Kenny and Bergen


I have this fantasy of an ultra democratic Canada twenty years from now. There is still a House of Commons, but its members are chosen by lot, not elected. And there is still an appointed Senate, only it's the whole of the Commons that gets to choose the senators, not the prime minister (a job that no longer exists.) There is only the slimmest of indications such a future might be possible, in the recent appearance of the various citizen's assemblies on electoral reform, but it keeps me busy off and on as one premise for a novel I hope to publish sometime in the next two decades.

Coming back to the cold reality of current politics all I have to offer today are two links.

The first argues that "senators often produce more useful work than those elected folks over in the Commons." That's from Senator Colin Kenny who has some harsh words for all the political parties and their policies on national defence.

His assessment:

But while Afghanistan certainly contributes to the problem of rebuilding Canada's military, it is by no means the crux of the problem. The crux is lack of political will. This lack of will is based on what various national parties think they can get away with during elections.

One minority party -- the NDP -- is naive, bordering on pacifist. The other -- the Bloc Quebecois -- would undoubtedly be willing to spend plenty on creating viable armed forces for Quebec, but not for Canada.

The Liberals are not pacifists. But Jean Chretien and Paul Martin spent a decade fighting debt on the back of the Canadian Forces, and Stephane Dion has shown no sign that he considers military reconstruction a national priority.

The Conservatives have been clever, which certainly isn't the same as being honest or honourable.

By default, they have already won the votes of most people who pay attention to military issues -- people who believe that sovereign states need a reasonable military capacity to protect citizens against foreign and domestic threats.

These people may well understand that there isn't much of a chance that this government intends to spend the money required to bring Canada's military capacity up to respectable, Dutch-like standards. But what other party are they going to vote for? At least the Conservatives make the occasional gesture.

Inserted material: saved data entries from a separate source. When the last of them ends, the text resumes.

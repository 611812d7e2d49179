//! Application state management
//!
//! Wraps the day's puzzle with what the keyboard front-end needs: a cursor
//! on the grid and in the hand, the tile currently picked up, and a
//! feedback line.

use crate::game::board::{MoveError, GRID_HEIGHT, GRID_WIDTH, HAND_SLOTS};
use crate::game::puzzle::{DailyPuzzle, ScoreSubmission};

/// Hand slots shown per row
pub const HAND_ROW_LEN: usize = 12;

/// Which area the cursor keys move in
#[derive(Debug, Clone, Copy, PartialEq, Eq)]
pub enum Focus {
    Hand,
    Grid,
}

/// A picked-up tile, waiting to be dropped
#[derive(Debug, Clone, Copy, PartialEq, Eq)]
pub enum Held {
    Hand(usize),
    Grid(usize, usize),
}

#[derive(Debug, Clone, Copy, PartialEq, Eq)]
pub enum Direction {
    Up,
    Down,
    Left,
    Right,
}

/// Main application state
pub struct App {
    /// Feedback message from the last action
    pub feedback: String,
    puzzle: DailyPuzzle,
    focus: Focus,
    /// Grid cursor (x, y)
    cursor: (usize, usize),
    hand_cursor: usize,
    held: Option<Held>,
}

impl App {
    pub fn new(puzzle: DailyPuzzle) -> Self {
        Self {
            feedback: String::new(),
            puzzle,
            focus: Focus::Hand,
            cursor: (GRID_WIDTH / 2, GRID_HEIGHT / 2),
            hand_cursor: 0,
            held: None,
        }
    }

    pub fn puzzle(&self) -> &DailyPuzzle {
        &self.puzzle
    }

    /// Swap in a new day's puzzle, resetting the cursors.
    pub fn replace_puzzle(&mut self, puzzle: DailyPuzzle) {
        *self = Self::new(puzzle);
    }

    pub fn focus(&self) -> Focus {
        self.focus
    }

    pub fn cursor(&self) -> (usize, usize) {
        self.cursor
    }

    pub fn hand_cursor(&self) -> usize {
        self.hand_cursor
    }

    pub fn held(&self) -> Option<Held> {
        self.held
    }

    /// Check if the round is over
    pub fn is_round_over(&self) -> bool {
        self.puzzle.is_over()
    }

    /// Start the countdown if the puzzle has not started yet
    pub fn start(&mut self) -> bool {
        self.puzzle.start()
    }

    /// Advance the timer one second
    pub fn tick(&mut self) -> Option<ScoreSubmission> {
        let submission = self.puzzle.tick();
        if submission.is_some() {
            self.end_round("TIME'S UP!");
        }
        submission
    }

    /// Finish early
    pub fn finish(&mut self) -> Option<ScoreSubmission> {
        let submission = self.puzzle.finish();
        if submission.is_some() {
            self.end_round("FINISHED!");
        }
        submission
    }

    fn end_round(&mut self, message: &str) {
        self.held = None;
        self.feedback = format!("{} Final score {}", message, self.puzzle.score().final_score);
    }

    pub fn toggle_focus(&mut self) {
        self.focus = match self.focus {
            Focus::Hand => Focus::Grid,
            Focus::Grid => Focus::Hand,
        };
    }

    /// Move the cursor in the focused area, stopping at the edges.
    pub fn move_cursor(&mut self, direction: Direction) {
        match self.focus {
            Focus::Grid => {
                let (x, y) = &mut self.cursor;
                match direction {
                    Direction::Up => *y = y.saturating_sub(1),
                    Direction::Down => *y = (*y + 1).min(GRID_HEIGHT - 1),
                    Direction::Left => *x = x.saturating_sub(1),
                    Direction::Right => *x = (*x + 1).min(GRID_WIDTH - 1),
                }
            }
            Focus::Hand => {
                let slot = &mut self.hand_cursor;
                *slot = match direction {
                    Direction::Up => slot.checked_sub(HAND_ROW_LEN).unwrap_or(*slot),
                    Direction::Down if *slot + HAND_ROW_LEN < HAND_SLOTS => *slot + HAND_ROW_LEN,
                    Direction::Down => *slot,
                    Direction::Left => slot.saturating_sub(1),
                    Direction::Right => (*slot + 1).min(HAND_SLOTS - 1),
                };
            }
        }
    }

    /// Enter/Space: pick up the tile under the cursor, or drop the held one.
    /// Returns true when the puzzle changed.
    pub fn on_select(&mut self) -> bool {
        if self.is_round_over() {
            return false;
        }
        match self.held.take() {
            None => {
                self.pick_up();
                false
            }
            Some(held) => self.drop_held(held),
        }
    }

    fn pick_up(&mut self) {
        let (held, letter) = match self.focus {
            Focus::Hand => (
                Held::Hand(self.hand_cursor),
                self.puzzle.hand().get(self.hand_cursor).map(|t| t.letter),
            ),
            Focus::Grid => {
                let (x, y) = self.cursor;
                (Held::Grid(x, y), self.puzzle.grid().get(x, y).map(|t| t.letter()))
            }
        };
        match letter {
            Some(letter) => {
                self.held = Some(held);
                self.feedback = format!("Holding {}", letter);
            }
            None => self.feedback = "Nothing to pick up".to_string(),
        }
    }

    fn drop_held(&mut self, held: Held) -> bool {
        let (x, y) = self.cursor;
        let result = match (held, self.focus) {
            (Held::Hand(slot), Focus::Grid) => self.puzzle.place_from_hand(slot, x, y),
            (Held::Hand(slot), Focus::Hand) if slot == self.hand_cursor => {
                self.feedback.clear();
                return false;
            }
            (Held::Hand(_), Focus::Hand) => {
                // pick the other slot instead
                self.pick_up();
                return false;
            }
            (Held::Grid(fx, fy), Focus::Grid) if (fx, fy) == (x, y) => {
                self.feedback.clear();
                return false;
            }
            (Held::Grid(fx, fy), Focus::Grid) => self.puzzle.move_on_grid((fx, fy), (x, y)),
            (Held::Grid(fx, fy), Focus::Hand) => self.puzzle.return_to_hand(fx, fy).map(|_| ()),
        };
        self.report(result)
    }

    /// Backspace: send the grid tile under the cursor back to the hand.
    pub fn on_return(&mut self) -> bool {
        if self.focus != Focus::Grid || self.is_round_over() {
            return false;
        }
        let (x, y) = self.cursor;
        self.held = None;
        let result = self.puzzle.return_to_hand(x, y).map(|_| ());
        self.report(result)
    }

    /// Refill empty hand slots from the bag.
    pub fn on_refill(&mut self) -> bool {
        if self.is_round_over() {
            return false;
        }
        self.held = None;
        match self.puzzle.refill_hand() {
            Ok(0) if self.puzzle.bag().is_empty() => {
                self.feedback = "The bag is empty".to_string();
                false
            }
            Ok(0) => {
                self.feedback = "Hand is already full".to_string();
                false
            }
            Ok(drawn) => {
                self.feedback = format!("Drew {} tiles, {} left in the bag", drawn, self.puzzle.bag().len());
                true
            }
            Err(e) => {
                self.feedback = format_move_error(&e);
                false
            }
        }
    }

    /// Drop whatever is held. Returns false when nothing was.
    pub fn cancel(&mut self) -> bool {
        if self.held.take().is_some() {
            self.feedback.clear();
            true
        } else {
            false
        }
    }

    fn report(&mut self, result: Result<(), MoveError>) -> bool {
        match result {
            Ok(()) => {
                let score = self.puzzle.score();
                self.feedback = format!("Score {}", score.final_score);
                true
            }
            Err(e) => {
                self.feedback = format_move_error(&e);
                false
            }
        }
    }
}

fn format_move_error(error: &MoveError) -> String {
    match error {
        MoveError::Occupied { .. } => "CLANK! That cell is taken".to_string(),
        MoveError::HandFull => "No room in the hand".to_string(),
        MoveError::NotActive => "The round is over".to_string(),
        other => other.to_string(),
    }
}
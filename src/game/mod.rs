//! Game logic: tiles, the daily bag, word scanning, rules and scoring

pub mod board;
pub mod dictionary;
pub mod puzzle;
pub mod rng;
pub mod rules;
pub mod scanner;
pub mod scoring;
#[cfg(test)]
mod testing;

use board::{Bag, Hand};
use rng::DailyRng;
use serde::{Deserialize, Serialize};

/// Unique tile identity, assigned when the bag is built.
pub type TileId = u32;

/// Letter, copies in the bag, point value.
/// Common letters are cheap, rare ones (J, Q, X, Z) are worth 8-10.
pub const LETTER_TABLE: [(char, u32, u32); 26] = [
    ('A', 13, 1),
    ('B', 3, 3),
    ('C', 3, 3),
    ('D', 6, 2),
    ('E', 18, 1),
    ('F', 3, 4),
    ('G', 4, 2),
    ('H', 3, 4),
    ('I', 12, 1),
    ('J', 2, 8),
    ('K', 2, 5),
    ('L', 5, 1),
    ('M', 3, 3),
    ('N', 8, 1),
    ('O', 11, 1),
    ('P', 3, 3),
    ('Q', 2, 10),
    ('R', 9, 1),
    ('S', 6, 1),
    ('T', 9, 1),
    ('U', 6, 1),
    ('V', 3, 4),
    ('W', 3, 4),
    ('X', 2, 8),
    ('Y', 3, 4),
    ('Z', 2, 10),
];

/// A lettered piece. Never changes once built; its id follows it between
/// bag, hand and grid.
#[derive(Debug, Clone, Copy, PartialEq, Eq, Hash, Serialize, Deserialize)]
pub struct Tile {
    pub id: TileId,
    pub letter: char,
    pub value: u32,
}

/// Point value of a letter (case-insensitive).
pub fn letter_value(letter: char) -> Option<u32> {
    let upper = letter.to_ascii_uppercase();
    LETTER_TABLE
        .iter()
        .find(|(c, _, _)| *c == upper)
        .map(|(_, _, value)| *value)
}

/// Total number of tiles in a full bag.
pub fn total_tiles() -> usize {
    LETTER_TABLE.iter().map(|(_, count, _)| *count as usize).sum()
}

/// Expand the letter table into tiles with sequential ids, then shuffle.
pub fn build_bag(rng: &mut DailyRng) -> Vec<Tile> {
    let mut tiles = Vec::with_capacity(total_tiles());
    let mut next_id: TileId = 0;
    for &(letter, count, value) in &LETTER_TABLE {
        for _ in 0..count {
            tiles.push(Tile {
                id: next_id,
                letter,
                value,
            });
            next_id += 1;
        }
    }
    rng.shuffle(&mut tiles);
    tiles
}

/// Build the day's bag and deal the opening hand from its end.
pub fn deal(rng: &mut DailyRng, hand_slots: usize) -> (Hand, Bag) {
    let mut bag = Bag::new(build_bag(rng));
    let mut hand = Hand::new(hand_slots);
    hand.fill_from(&mut bag);
    (hand, bag)
}
impl DailyPuzzle {
    /// Build the day's puzzle. The bag is shuffled before the rules are
    /// drawn, both from the same date-seeded stream.
    pub fn generate(date: NaiveDate, round_seconds: u32, dictionary: Arc<dyn Dictionary>) -> Self {
        let mut rng = DailyRng::for_date(date);
        let (hand, bag) = deal(&mut rng, HAND_SLOTS);
        let rules = select_daily_rules(&mut rng, CATALOG);
        debug!(
            date = %date_key(date),
            rules = ?rules.iter().map(|r| r.id).collect::<Vec<_>>(),
            "generated puzzle"
        );

        Self {
            date,
            phase: Phase::Uninitialized,
            countdown: Countdown::new(round_seconds),
            grid: Grid::default(),
            hand,
            bag,
            rules,
            score: ScoreBreakdown::default(),
            submitted: false,
            dictionary,
        }
    }

    /// Rehydrate saved state for `today`, or build a fresh puzzle when
    /// there is none or it cannot be used.
    pub fn load_or_generate(
        saved: Option<&str>,
        today: NaiveDate,
        round_seconds: u32,
        dictionary: Arc<dyn Dictionary>,
    ) -> Self {
        match saved.map(|text| Self::restore(text, today, Arc::clone(&dictionary))) {
            Some(Ok(puzzle)) => {
                info!(date = %date_key(today), phase = ?puzzle.phase, "resumed saved puzzle");
                puzzle
            }
            Some(Err(e)) => {
                warn!(error = %e, "discarding saved puzzle");
                Self::generate(today, round_seconds, dictionary)
            }
            None => {
                info!(date = %date_key(today), "starting fresh puzzle");
                Self::generate(today, round_seconds, dictionary)
            }
        }
    }

    pub fn date(&self) -> NaiveDate {
        self.date
    }

    pub fn date_key(&self) -> String {
        date_key(self.date)
    }

    pub fn phase(&self) -> Phase {
        self.phase
    }

    pub fn is_over(&self) -> bool {
        self.phase == Phase::Over
    }

    pub fn countdown(&self) -> &Countdown {
        &self.countdown
    }

    pub fn time_left(&self) -> u32 {
        self.countdown.remaining()
    }

    pub fn grid(&self) -> &Grid {
        &self.grid
    }

    pub fn hand(&self) -> &Hand {
        &self.hand
    }

    pub fn bag(&self) -> &Bag {
        &self.bag
    }

    pub fn rules(&self) -> &[Rule] {
        &self.rules
    }

    pub fn score(&self) -> &ScoreBreakdown {
        &self.score
    }

    /// Start the countdown. Only has an effect on a fresh puzzle.
    pub fn start(&mut self) -> bool {
        if self.phase != Phase::Uninitialized {
            return false;
        }
        self.phase = Phase::Active;
        self.countdown.start();
        true
    }

    /// One second of play. Yields the submission when time runs out.
    pub fn tick(&mut self) -> Option<ScoreSubmission> {
        if self.phase != Phase::Active {
            return None;
        }
        // a zero-length round never starts running and ends on its first tick
        if self.countdown.remaining() == 0 || self.countdown.tick() {
            info!(score = self.score.final_score, "time is up");
            return self.end();
        }
        None
    }

    /// End the round early with a final rescan.
    pub fn finish(&mut self) -> Option<ScoreSubmission> {
        if self.phase != Phase::Active {
            return None;
        }
        self.rescan();
        info!(score = self.score.final_score, "puzzle finished by player");
        self.end()
    }

    fn end(&mut self) -> Option<ScoreSubmission> {
        self.phase = Phase::Over;
        self.countdown.stop();
        if self.submitted {
            return None;
        }
        self.submitted = true;
        Some(ScoreSubmission {
            player_id: None,
            date: self.date,
            score: self.score.final_score,
            time_taken: self.countdown.elapsed(),
        })
    }

    fn ensure_active(&self) -> Result<(), MoveError> {
        if self.phase == Phase::Active {
            Ok(())
        } else {
            Err(MoveError::NotActive)
        }
    }

    /// Put a hand tile on an empty cell.
    pub fn place_from_hand(&mut self, slot: usize, x: usize, y: usize) -> Result<(), MoveError> {
        self.ensure_active()?;
        let tile = self.hand.take(slot)?;
        if let Err(e) = self.grid.place(tile, x, y) {
            self.hand.restore(slot, tile);
            return Err(e);
        }
        self.rescan();
        Ok(())
    }

    /// Move a grid tile. Dropping onto another tile swaps them.
    pub fn move_on_grid(&mut self, from: (usize, usize), to: (usize, usize)) -> Result<(), MoveError> {
        self.ensure_active()?;
        self.grid.move_tile(from, to)?;
        self.rescan();
        Ok(())
    }

    /// Lift a grid tile back into the first free hand slot.
    pub fn return_to_hand(&mut self, x: usize, y: usize) -> Result<usize, MoveError> {
        self.ensure_active()?;
        if self.hand.first_empty().is_none() {
            return Err(MoveError::HandFull);
        }
        let tile = self.grid.remove(x, y)?;
        let slot = self.hand.insert(tile)?;
        self.rescan();
        Ok(slot)
    }

    /// Top the hand up from the bag. Returns how many tiles were drawn.
    pub fn refill_hand(&mut self) -> Result<usize, MoveError> {
        self.ensure_active()?;
        let drawn = self.hand.fill_from(&mut self.bag);
        debug!(drawn, left = self.bag.len(), "refilled hand");
        Ok(drawn)
    }

    /// Recompute score and annotations from the whole grid.
    /// A finished puzzle keeps its locked score.
    pub fn rescan(&mut self) {
        if self.phase == Phase::Over {
            return;
        }
        self.score = score_grid(&mut self.grid, self.dictionary.as_ref(), &self.rules);
    }

    pub fn snapshot(&self) -> PuzzleSnapshot {
        PuzzleSnapshot {
            date: self.date_key(),
            phase: self.phase,
            countdown: self.countdown,
            grid: self.grid.clone(),
            hand: self.hand.clone(),
            bag: self.bag.clone(),
            rule_ids: self.rules.iter().map(|r| r.id.to_string()).collect(),
            score: self.score.clone(),
            submitted: self.submitted,
        }
    }

    pub fn to_json(&self) -> Result<String, serde_json::Error> {
        serde_json::to_string(&self.snapshot())
    }

    /// Rebuild a puzzle from saved JSON. Only state saved for `today` that
    /// still holds exactly one full bag of tiles is accepted.
    pub fn restore(
        text: &str,
        today: NaiveDate,
        dictionary: Arc<dyn Dictionary>,
    ) -> Result<Self, SnapshotError> {
        let snapshot: PuzzleSnapshot = serde_json::from_str(text)?;

        let today_key = date_key(today);
        if snapshot.date != today_key {
            return Err(SnapshotError::Stale {
                saved: snapshot.date,
                today: today_key,
            });
        }

        let rules = resolve_rules(&snapshot.rule_ids).map_err(SnapshotError::UnknownRule)?;

        if snapshot.grid.width() != GRID_WIDTH
            || snapshot.grid.height() != GRID_HEIGHT
            || !snapshot.grid.is_consistent()
            || snapshot.hand.slot_count() != HAND_SLOTS
        {
            return Err(SnapshotError::Dimensions);
        }
        check_tiles(&snapshot)?;
        let countdown = check_countdown(snapshot.phase, snapshot.countdown)?;

        let mut puzzle = Self {
            date: today,
            phase: snapshot.phase,
            countdown,
            grid: snapshot.grid,
            hand: snapshot.hand,
            bag: snapshot.bag,
            rules,
            score: snapshot.score,
            submitted: snapshot.submitted,
            dictionary,
        };
        puzzle.rescan();
        Ok(puzzle)
    }
}

/// The countdown can never hold more time than the round had, and a fresh
/// puzzle has used none of it. The running flag is not trusted: an active
/// round with time left runs, anything else is stopped.
fn check_countdown(phase: Phase, mut countdown: Countdown) -> Result<Countdown, SnapshotError> {
    let inconsistent = countdown.remaining > countdown.total
        || (phase == Phase::Uninitialized && countdown.remaining != countdown.total);
    if inconsistent {
        return Err(SnapshotError::Countdown {
            remaining: countdown.remaining,
            total: countdown.total,
        });
    }
    match phase {
        Phase::Active => countdown.start(),
        Phase::Uninitialized | Phase::Over => countdown.stop(),
    }
    Ok(countdown)
}

/// Every tile id from the bag appears exactly once across grid, hand and
/// bag, with the letter value the table gives it.
fn check_tiles(snapshot: &PuzzleSnapshot) -> Result<(), SnapshotError> {
    let tiles = snapshot
        .grid
        .tiles()
        .map(|placed| &placed.tile)
        .chain(snapshot.hand.tiles())
        .chain(snapshot.bag.tiles());

    let mut ids: Vec<TileId> = Vec::with_capacity(total_tiles());
    for tile in tiles {
        if letter_value(tile.letter) != Some(tile.value) {
            return Err(SnapshotError::Tiles);
        }
        ids.push(tile.id);
    }
    ids.sort_unstable();
    let expected = (0..total_tiles() as TileId).collect::<Vec<_>>();
    if ids != expected {
        return Err(SnapshotError::Tiles);
    }
    Ok(())
}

But the Conservatives have no intention of alienating that vast array of Canadian voters who believe that our nation should be peaceful, and friendly, and very unlike those war-mongering Americans. So the government refuses to commit to more than token increases in military expenditures -- it will honour its election commitment to spending approximately $1 billion a year over and above what its Liberal predecessors were spending.


Kenny says his senate committee has a better understanding of Canada's defence needs.

The second link is to Bob Bergen, who is less willing than I am to cut Michael Ignatieff some slack as he descends from being a writer to becoming an actor on the political stage.

If Michael Ignatieff were any other Canadian intellectual who very publicly changed his mind on America's war in Iraq, now saying he thinks it was wrong for the U.S. to invade, there likely wouldn't be near the firestorm of debate over his mea culpa.

Since he has switched ideological horses midstream, Canadians need to know whether he has changed his mind on Canada's two most-pressing foreign policy issues: Canada's mission in Afghanistan and the Responsibility to Protect.

It is important to know that because the former Cambridge, Oxford and Harvard professor and widely published author is now the deputy leader of the Liberal Party of Canada....

In the end, Ignatieff has ignored his own past personal empathy for the Kurds in Iraq, so why should he worry about Afghans?

Are the Afghans next on his switch list, despite Canada's moral promise?


I have another fantasy, that someday Ignatieff will one up Hitchens by writing:

The Party is not Necessary: How Politics Poisons Everything.